Israel launched a major offensive against the Iran-backed Hezbollah on Sept. 23 with the aim of allowing residents of northern Israel to return to homes they had been forced to evacuate during a year of cross-border rocket fire from Lebanon.
"The solution is a ceasefire, we are not speaking from a position of weakness," Qassem said. "If the Israelis do not want that, we will continue," he added in a broadcast speech.
Qassem said that residents of northern Israel would be able to return home after a ceasefire deal is reached through an indirect agreement.
But he threatened that more Israelis will be displaced if the war continues, saying that "the number of uninhabited settlements will increase, and hundreds of thousands, even more than two million, will be in danger at any time, at any hour, on any day".

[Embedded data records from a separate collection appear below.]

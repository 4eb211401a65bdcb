//! Orchestrator (spec §4.K): owns the planner, the two queues, the two
//! worker pools and the maintenance worker for one `run(group,
//! overrideEntities?)` invocation.

use std::sync::Arc;
use std::time::Duration;

use marketlake_core::config::Config;
use marketlake_core::error::{AbortError, ExitCode};
use marketlake_core::job::WriteJob;
use marketlake_core::outcome::RunSummary;
use marketlake_core::persisted_state::LastRuns;
use marketlake_fetch::Fetcher;
use marketlake_lake::{LakeLayout, ParquetWriter};
use marketlake_maintenance::MaintenanceWorker;
use marketlake_planner::{PlanError, TaskPlanner};
use marketlake_ratelimit::RateLimitRegistry;
use marketlake_schema::SchemaRegistry;
use marketlake_state::StateQueryer;
use marketlake_workers::{FastWorkerPool, SlowWorkerPool};
use tokio::sync::Mutex;
use tokio_util::sync::CancellationToken;
use tracing::{error, info, warn};

/// How long a clean run is given to drain the write queue and run the final
/// view refresh after a cancellation signal before the orchestrator gives up
/// and reports `ExitCode::ShutdownTimeout` (spec §6).
const SHUTDOWN_GRACE: Duration = Duration::from_secs(30);

pub struct Orchestrator {
    config: Arc<Config>,
    registry: Arc<SchemaRegistry>,
    fetcher: Arc<dyn Fetcher>,
    rate_limits: Arc<RateLimitRegistry>,
    writer: Arc<ParquetWriter>,
    state: StateQueryer,
    maintenance: Arc<MaintenanceWorker>,
}

impl Orchestrator {
    pub async fn new(
        config: Arc<Config>,
        registry: Arc<SchemaRegistry>,
        fetcher: Arc<dyn Fetcher>,
    ) -> anyhow::Result<Self> {
        let layout = LakeLayout::new(config.storage.root.clone());
        let writer = Arc::new(ParquetWriter::new(layout.clone())?);
        let state = StateQueryer::new(layout.clone());
        let rate_limits = Arc::new(RateLimitRegistry::new());
        let maintenance = Arc::new(
            MaintenanceWorker::new(layout, writer.clone(), registry.clone(), config.maintenance.compaction_threshold)
                .await,
        );
        Ok(Self { config, registry, fetcher, rate_limits, writer, state, maintenance })
    }

    /// Runs one named task group end to end (spec §4.K steps 1-6). Returns
    /// the exit code to report to the shell (spec §6).
    pub async fn run(&self, group: &str, override_entities: Option<&[String]>) -> ExitCode {
        let planner = TaskPlanner::new(&self.config, &self.registry, &self.state);
        let jobs = match planner.plan(group, override_entities) {
            Ok(jobs) => jobs,
            Err(err @ PlanError::UnknownGroup(_)) | Err(err @ PlanError::Aborted(_)) => {
                error!(group, error = %err, "planning aborted, no jobs will run");
                return ExitCode::PlanningAborted;
            }
        };
        info!(group, job_count = jobs.len(), "planned jobs");

        let cancel = CancellationToken::new();
        let shutdown_signal = cancel.clone();
        let ctrl_c = tokio::spawn(async move {
            if tokio::signal::ctrl_c().await.is_ok() {
                warn!(error = %AbortError::Cancelled, "received shutdown signal, draining in-flight work");
                shutdown_signal.cancel();
            }
        });

        let maintenance_cancel = cancel.clone();
        let maintenance = self.maintenance.clone();
        let cron_expr = self.config.maintenance.view_refresh_cron.clone();
        let maintenance_handle =
            tokio::spawn(async move { maintenance.run_scheduled(&cron_expr, maintenance_cancel).await });

        let summary = Arc::new(Mutex::new(RunSummary::new(override_entities.is_some())));
        let (write_tx, write_rx) = tokio::sync::mpsc::channel::<WriteJob>(self.config.workers.slow.max(1) * 4);

        let fast_pool = FastWorkerPool::new(
            self.registry.clone(),
            self.fetcher.clone(),
            self.rate_limits.clone(),
            self.config.clone(),
        );
        let slow_pool = SlowWorkerPool::new(self.registry.clone(), self.writer.clone(), self.config.workers.slow);

        let drain_cancel = cancel.clone();
        let drain_summary = summary.clone();
        let fast_handle = tokio::spawn(async move { fast_pool.run(jobs, write_tx, drain_summary, drain_cancel).await });
        let slow_cancel = cancel.clone();
        let slow_handle = tokio::spawn(async move { slow_pool.run(write_rx, slow_cancel).await });

        let drained = tokio::time::timeout(SHUTDOWN_GRACE, async {
            let _ = fast_handle.await;
            let _ = slow_handle.await;
        })
        .await
        .is_ok();

        cancel.cancel();
        let _ = maintenance_handle.await;
        ctrl_c.abort();

        if !drained {
            error!(group, "fast/slow pools did not drain within the shutdown grace period");
            return ExitCode::ShutdownTimeout;
        }

        if let Err(err) = self.maintenance.run_once().await {
            error!(group, error = %err, "final view refresh failed");
        }

        let summary = summary.lock().await;
        log_summary(group, &summary);

        if summary.is_clean_full_run() {
            if let Err(err) = self.advance_last_run(group) {
                error!(group, error = %err, "failed to persist lastRunTimestamp");
            }
        }

        if summary.any_fatal() {
            ExitCode::FatalIo
        } else {
            ExitCode::Clean
        }
    }

    fn advance_last_run(&self, group: &str) -> anyhow::Result<()> {
        let root = &self.config.storage.root;
        let mut runs = LastRuns::load(root)?;
        runs.record(group, chrono::Utc::now());
        runs.save(root)
    }
}

fn log_summary(group: &str, summary: &RunSummary) {
    for (table, counts) in &summary.per_table {
        info!(
            group,
            table,
            succeeded = counts.succeeded,
            empty_success = counts.empty_success,
            failed = counts.failed,
            skipped = counts.skipped,
            "table run summary"
        );
    }
}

He added that since Israel has attacked all over Lebanon, the group has the right to attack anywhere in Israel.
"We will focus on targeting the Israeli military and its centres and barracks," he said.
Israeli strikes have killed at least 2,309 people in Lebanon over the last year, mainly in the last few weeks, according to the Lebanese government. More than 1.2 million Lebanese have been displaced.